An Open Label, Randomised, Single-centre, Two Sequence, Cross-over Trial to Investigate the Pharmacokinetics (PK) of Single Doses of 200 µg, 400 µg and 2 x 400 µg of Intranasal Fentanyl Spray (INFS) in Healthy Subjects Using a Population PK Approach
Overview
- Phase
- Phase 1
- Intervention
- INFS (Intranasal Fentanyl Spray)
- Conditions
- Healthy Volunteers
- Sponsor
- Takeda
- Enrollment
- 20
- Locations
- 1
- Primary Endpoint
- Area Under the Curve From Time Zero to Extrapolated Infinite Time [AUC (0 - inf)]
- Status
- Completed
- Last Updated
- 13 years ago
Overview
Brief Summary
The overall clinical trial objective is to gain information about the Pharmacokinetics (PK) of a 400 µg dose strength of INFS using a Population PK (PopPK). In total, 20 healthy male and female subjects are planned to be randomized in the trial. Subjects will be randomized to one of two treatment sequences and treated with 3 different dosages (either 200 µg/dose INFS, 400 µg/dose or 400 µg two doses administered 10 minutes apart) over two days.
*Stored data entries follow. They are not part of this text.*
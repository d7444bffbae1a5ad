//! Text rendering for records and routes.
//!
//! Every renderer returns a `String`; the binary decides where it goes.

use std::fmt::Write as _;

use roadbook_core::{DeliveryRecord, RankedDelivery};
use serde_json::Value;

use crate::service::DriverRoute;

/// Label shown for deliveries without coordinates.
pub const LOCATION_UNKNOWN: &str = "location unknown";

const MAX_CELL: usize = 32;

/// Shorten `text` to fit a table cell.
fn cell(text: &str) -> String {
    if text.chars().count() <= MAX_CELL {
        text.to_string()
    } else {
        let mut short: String = text.chars().take(MAX_CELL - 1).collect();
        short.push('…');
        short
    }
}

/// The most descriptive name a raw record carries.
#[must_use]
pub fn record_label(doc: &Value) -> &str {
    ["name", "title", "customerName"]
        .iter()
        .find_map(|key| doc.get(*key).and_then(Value::as_str))
        .unwrap_or("-")
}

fn id_of(doc: &Value) -> &str {
    doc.get("$id").and_then(Value::as_str).unwrap_or("-")
}

/// Render raw records as a table of id, label and last update.
#[must_use]
pub fn records_table(docs: &[Value]) -> String {
    let mut out = format!("{:<32}  {:<32}  {}\n", "ID", "NAME", "UPDATED");
    for doc in docs {
        let updated = doc.get("$updatedAt").and_then(Value::as_str).unwrap_or("-");
        let _ = writeln!(
            out,
            "{:<32}  {:<32}  {}",
            id_of(doc),
            cell(record_label(doc)),
            updated
        );
    }
    out
}

/// Render raw records one per line as `id<TAB>label`.
#[must_use]
pub fn records_plain(docs: &[Value]) -> String {
    docs.iter()
        .map(|doc| format!("{}\t{}\n", id_of(doc), record_label(doc)))
        .collect()
}

/// Render deliveries as a table.
#[must_use]
pub fn deliveries_table(records: &[DeliveryRecord]) -> String {
    let mut out = format!(
        "{:<32}  {:<10}  {:<8}  {:<32}  {}\n",
        "ID", "STATUS", "PRIORITY", "CUSTOMER", "ADDRESS"
    );
    for r in records {
        let _ = writeln!(
            out,
            "{:<32}  {:<10}  {:<8}  {:<32}  {}",
            r.id,
            r.status,
            r.priority,
            cell(&r.customer_name),
            cell(&r.address)
        );
    }
    out
}

/// Render deliveries one per line.
#[must_use]
pub fn deliveries_plain(records: &[DeliveryRecord]) -> String {
    records
        .iter()
        .map(|r| format!("{}\t{}\t{}\t{}\n", r.id, r.status, r.customer_name, r.address))
        .collect()
}

fn route_row(out: &mut String, position: usize, distance: &str, r: &DeliveryRecord) {
    let _ = writeln!(
        out,
        "{:>3}  {:>16}  {:<10}  {:<8}  {:<32}  {}",
        position,
        distance,
        r.status,
        r.priority,
        cell(&r.customer_name),
        cell(&r.address)
    );
}

/// Render a driver route as a table: ranked stops first, then stops without
/// a reference distance, then stops whose location is unknown.
#[must_use]
pub fn route_table(route: &DriverRoute) -> String {
    let mut out = format!(
        "{:>3}  {:>16}  {:<10}  {:<8}  {:<32}  {}\n",
        "#", "DISTANCE", "STATUS", "PRIORITY", "CUSTOMER", "ADDRESS"
    );

    let mut position = 0;
    for RankedDelivery {
        record,
        distance_label,
        ..
    } in &route.ranked
    {
        position += 1;
        route_row(&mut out, position, distance_label, record);
    }
    for record in &route.unranked {
        position += 1;
        route_row(&mut out, position, "-", record);
    }
    for record in &route.unlocated {
        position += 1;
        route_row(&mut out, position, LOCATION_UNKNOWN, record);
    }

    if route.reference.is_none() && !route.unranked.is_empty() {
        out.push_str("\nNo current position; deliveries are shown in stored order.\n");
    }
    out
}

/// Render a driver route one stop per line.
#[must_use]
pub fn route_plain(route: &DriverRoute) -> String {
    let ranked = route
        .ranked
        .iter()
        .map(|r| (r.distance_label.as_str(), &r.record));
    let unranked = route.unranked.iter().map(|r| ("-", r));
    let unlocated = route.unlocated.iter().map(|r| (LOCATION_UNKNOWN, r));

    ranked
        .chain(unranked)
        .chain(unlocated)
        .map(|(distance, r)| format!("{}\t{}\t{}\t{}\n", r.id, distance, r.status, r.address))
        .collect()
}

#[cfg(test)]
mod tests {
    use super::*;
    use roadbook_core::{rank_by_distance, DeliveryStatus, ReferencePoint};
    use serde_json::json;

    fn delivery(id: &str, lat: f64, lon: f64) -> DeliveryRecord {
        let mut record = DeliveryRecord::new(id).at(lat, lon);
        record.customer_name = format!("Customer {id}");
        record.address = format!("{id} Main St");
        record
    }

    #[test]
    fn test_cell_truncates_long_text() {
        assert_eq!(cell("short"), "short");
        let long = "x".repeat(40);
        let truncated = cell(&long);
        assert_eq!(truncated.chars().count(), MAX_CELL);
        assert!(truncated.ends_with('…'));
    }

    #[test]
    fn test_record_label() {
        assert_eq!(record_label(&json!({"name": "Sam"})), "Sam");
        assert_eq!(record_label(&json!({"title": "Water 20L"})), "Water 20L");
        assert_eq!(record_label(&json!({"customerName": "Rosa"})), "Rosa");
        assert_eq!(record_label(&json!({"name": 5})), "-");
    }

    #[test]
    fn test_records_table() {
        let docs = vec![json!({"$id": "c1", "name": "Rosa", "$updatedAt": "2024-01-01T00:00:00.000Z"})];
        let table = records_table(&docs);
        assert!(table.starts_with("ID"));
        assert!(table.contains("c1"));
        assert!(table.contains("Rosa"));
        assert!(table.contains("2024-01-01"));
    }

    #[test]
    fn test_records_plain() {
        let docs = vec![json!({"$id": "p1", "title": "Ice"}), json!({"$id": "p2"})];
        assert_eq!(records_plain(&docs), "p1\tIce\np2\t-\n");
    }

    #[test]
    fn test_deliveries_table() {
        let mut record = delivery("d1", 1.0, 1.0);
        record.status = DeliveryStatus::OnWay;
        let table = deliveries_table(&[record]);
        assert!(table.contains("On Way"));
        assert!(table.contains("Customer d1"));
        assert!(table.contains("medium"));
    }

    #[test]
    fn test_route_table_sections() {
        let reference = ReferencePoint::new(0.0, 0.0);
        let route = DriverRoute {
            reference: Some(reference),
            ranked: rank_by_distance(vec![delivery("near", 0.001, 0.0)], &reference),
            unranked: Vec::new(),
            unlocated: vec![delivery("lost", 0.0, 0.0)],
        };

        let table = route_table(&route);
        let lines: Vec<_> = table.lines().collect();
        assert_eq!(lines.len(), 3);
        assert!(lines[1].contains("111m"));
        assert!(lines[1].contains("Customer near"));
        assert!(lines[2].contains(LOCATION_UNKNOWN));
        assert!(!table.contains("stored order"));
    }

    #[test]
    fn test_route_table_without_reference() {
        let route = DriverRoute {
            reference: None,
            ranked: Vec::new(),
            unranked: vec![delivery("a", 1.0, 1.0)],
            unlocated: Vec::new(),
        };
        assert!(route_table(&route).contains("stored order"));
    }

    #[test]
    fn test_route_plain_order() {
        let reference = ReferencePoint::new(0.0, 0.0);
        let route = DriverRoute {
            reference: Some(reference),
            ranked: rank_by_distance(
                vec![delivery("far", 0.02, 0.0), delivery("near", 0.001, 0.0)],
                &reference,
            ),
            unranked: Vec::new(),
            unlocated: vec![delivery("lost", 0.0, 0.0)],
        };

        let ids: Vec<_> = route_plain(&route)
            .lines()
            .map(|l| l.split('\t').next().unwrap().to_string())
            .collect();
        assert_eq!(ids, ["near", "far", "lost"]);
    }
}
Subjects will be hospitalized over a period of total 5 days, where safety assessments and pharmacokinetic samplings will be conducted.
Investigators
Eligibility Criteria
Inclusion Criteria
- Not provided
Exclusion Criteria
- Not provided
Arms & Interventions
Sequence 1 (A-B-C)
* A: single dose of 200 μg INFS (100 μL) (Instanyl®), administered on Day 1 * B: single dose of 400 μg INFS (100 μL), administered 4 hours after the first treatment * C: two single doses of 400 μg INFS (100 μL) (10 min apart), administered 24 hours after the first treatment (Day 2)
Intervention: INFS (Intranasal Fentanyl Spray)
Sequence 2 (A-C-B)
* A: single dose of 200 μg INFS (100 μL) (Instanyl®), administered on Day 1 * C: two single doses of 400 μg INFS (100 μL) (10 min apart), administered 4 hours after the first treatment * B: single dose of 400 μg INFS (100 μL), administered 24 hours after the first treatment (Day 2)
Intervention: INFS (Intranasal Fentanyl Spray)
Outcomes
Primary Outcomes
Area Under the Curve From Time Zero to Extrapolated Infinite Time [AUC (0 - inf)]
Time Frame: Blood sampling for PK will be performed until 72 hours after the first treatment administration
AUC= Area under the plasma concentration versus time curve (AUC) from time zero (pre-dose) to extrapolated infinite time (0 - inf). It is obtained from simulated single dose concentration time profiles derived from the final parameters of the PopPK model \[clearance (CL), absorption rate constant (KA), central volume (V2), and bioavailability (F1)\].